田代さんの息子の尚己君は、2001年6月、横断歩道を歩行中に車に轢かれて命を奪われた。当時小学校2年生であった尚己君は、軽いダウン症の障害を負っていた。被告側からは例によって、「被害者はダウン症で働くことができないので逸失利益はなく、その分の損害金は支払えない」との抗弁が主張されることになる。田代さんにとっては、逸失利益がゼロだということは、尚己君に人間としての価値がないと言われていることと同じであった。そして、これまで一番大切にしていた宝物を土足で踏みつけにされ、心臓をえぐり取られているような気持ちに陥った。

田代さんは現在、障害児の逸失利益を認めてもらうための活動をしている。ここでも例によって、客観的で実証的な法理論の壁が立ちはだかる。「現に障害児に逸失利益を認めてしまったら、生きていればもらえないはずのお金がもらえることになる。これは死んだことによる不当な利益である。このような『死に得』を認めることは、著しく正義に反する」。近代合理主義のパラダイムによってこのような問題設定がなされてしまえ、もはや答えは出ない。簡単なことをわざわざ難しくする理屈の典型である。死に得が著しく正義に反するというならば、それは最初からその程度の正義だったのであろう。もしもその正義が本物であれば、田代さんが心臓をえぐり取られているような気持ちに陥ることもないはずである。そのような気持ちを正義の力によって抑え込むこともできないならば、その正義は最初から正義に値しない。

近代合理主義のパラダイムは、逸失利益の計算方法を詳細に発展させ、客観的な法秩序を確立した。その法秩序は、田代さんの「人間としての価値がないと言われていることと同じであった」という言葉は単なる主観であり、感情的な誇張や歪曲であることを小賢しく証明する。しかしながら、田代さんがそのように感じたという事実それ自体は、何らの虚偽も含んでいない。その言葉は、人間の存在そのものを経由して真実である。近代合理主義のパラダイムがその真実を軽視するということは、実は自らの手に余ることを恐れていることと同義である。そして、自らはそれに気付いていない。客観的で実証的な法理論の確立は、人間の生死に対する鋭敏な感覚を鈍らせた。この感覚の点については、現代人は古代人よりも確実に退化している。死亡した障害児に逸失利益が認められないことによる苦しみは、現代人が無条件に人類の進歩を信じ、古代人に対して優越感を持っていることの歪みの表れでもある。

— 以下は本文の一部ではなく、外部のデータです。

//! System call handling module.
//!
//! User code traps through `int 0x80` with the call number in `eax` and
//! arguments in `ebx`, `ecx` and `edx`; the result goes back in `eax`.

pub mod handlers;
pub mod uaccess;

use crate::arch::Hal;
use crate::memory::AddressSpace;
use crate::process::ProcessTable;
use crate::scheduler::{Dispatch, Scheduler};
use core::fmt;

/// System call numbers.
#[derive(Debug, Clone, Copy, PartialEq, Eq)]
#[repr(u32)]
pub enum SyscallNumber {
    /// Exit the current process.
    Exit = 1,
    /// Write to a file descriptor.
    Write = 3,
    /// Read the timer tick counter.
    GetTickCount = 13,
    /// Get process ID.
    GetPid = 20,
}

impl TryFrom<u32> for SyscallNumber {
    type Error = ();

    fn try_from(value: u32) -> Result<Self, Self::Error> {
        match value {
            1 => Ok(SyscallNumber::Exit),
            3 => Ok(SyscallNumber::Write),
            13 => Ok(SyscallNumber::GetTickCount),
            20 => Ok(SyscallNumber::GetPid),
            _ => Err(()),
        }
    }
}

/// System call errors, returned to user code as negative `eax` values.
#[derive(Debug, Clone, Copy, PartialEq, Eq)]
#[repr(i32)]
pub enum SyscallError {
    InvalidSyscall = -1,
    InvalidArgument = -2,
    BadAddress = -3,
    NoProcess = -4,
}

impl fmt::Display for SyscallError {
    fn fmt(&self, f: &mut fmt::Formatter<'_>) -> fmt::Result {
        match self {
            Self::InvalidSyscall => write!(f, "invalid system call"),
            Self::InvalidArgument => write!(f, "invalid argument"),
            Self::BadAddress => write!(f, "bad user address"),
            Self::NoProcess => write!(f, "no current process"),
        }
    }
}

/// Registers captured by the trap stub.
#[derive(Debug, Clone, Copy, PartialEq, Eq)]
#[repr(C)]
pub struct SyscallContext {
    pub syscall_num: u32,
    pub arg1: u32,
    pub arg2: u32,
    pub arg3: u32,
}

/// What the trap stub should do once a call is handled.
#[derive(Debug, Clone, Copy, PartialEq, Eq)]
pub enum SyscallOutcome {
    /// Store the value in the caller's `eax` and return to it.
    Return(i32),
    /// The caller gave up the CPU; act on the scheduler's decision.
    Dispatch(Dispatch),
}

pub type SyscallResult = Result<SyscallOutcome, SyscallError>;

/// Kernel state a handler may touch.
pub struct SyscallEnv<'a, H: Hal> {
    pub table: &'a mut ProcessTable,
    pub space: &'a AddressSpace,
    pub scheduler: &'a mut Scheduler,
    pub hal: &'a mut H,
    pub ticks: u64,
}

/// Decode and run one system call.
pub fn dispatch<H: Hal>(ctx: &SyscallContext, env: &mut SyscallEnv<'_, H>) -> SyscallOutcome {
    #[cfg(feature = "trace-syscalls")]
    log::debug!(
        "[SYSCALL] nr={} ({:#x}, {:#x}, {:#x})",
        ctx.syscall_num,
        ctx.arg1,
        ctx.arg2,
        ctx.arg3
    );

    let result = match SyscallNumber::try_from(ctx.syscall_num) {
        Ok(syscall) => handlers::handle(syscall, ctx, env),
        Err(_) => {
            log::warn!("[SYSCALL] Unknown system call {}", ctx.syscall_num);
            Err(SyscallError::InvalidSyscall)
        }
    };

    match result {
        Ok(outcome) => outcome,
        Err(err) => SyscallOutcome::Return(err as i32),
    }
}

人間の生死の問題は形而上的であり、死亡した人間の逸失利益の計算は形而下的である。形而上の話は抽象的で役に立たず、形而下の話は具体的で役に立つ、近代人はこの信仰の下に詳細な理論を組み立ててきた。しかしながら、人間が生まれて生きて死ぬものである限り、形而上の問題を限りなく隠すことはできても、完全に消すことはできない。それが、障害児には逸失利益が認められないといった場面で一気に噴出することになる。尚己君の命を奪った被告は、なぜ「被害者はダウン症で働くことができないので逸失利益はない」との抗弁を主張したのか。弁護士が専門家の常識としてそのような主張をしようとしているのを、なぜ体を張って止めなかったのか。それは、突き詰めれば高い賠償金を払いたくないという点に尽きる。どんなに「死に得を認めることは著しく正義に反する」との理屈を積み上げたところで、その実態は値切り交渉に他ならない。これを否定したいのであれば、まずは田代さんのえぐり取られた心臓を元に戻すのが先であろう。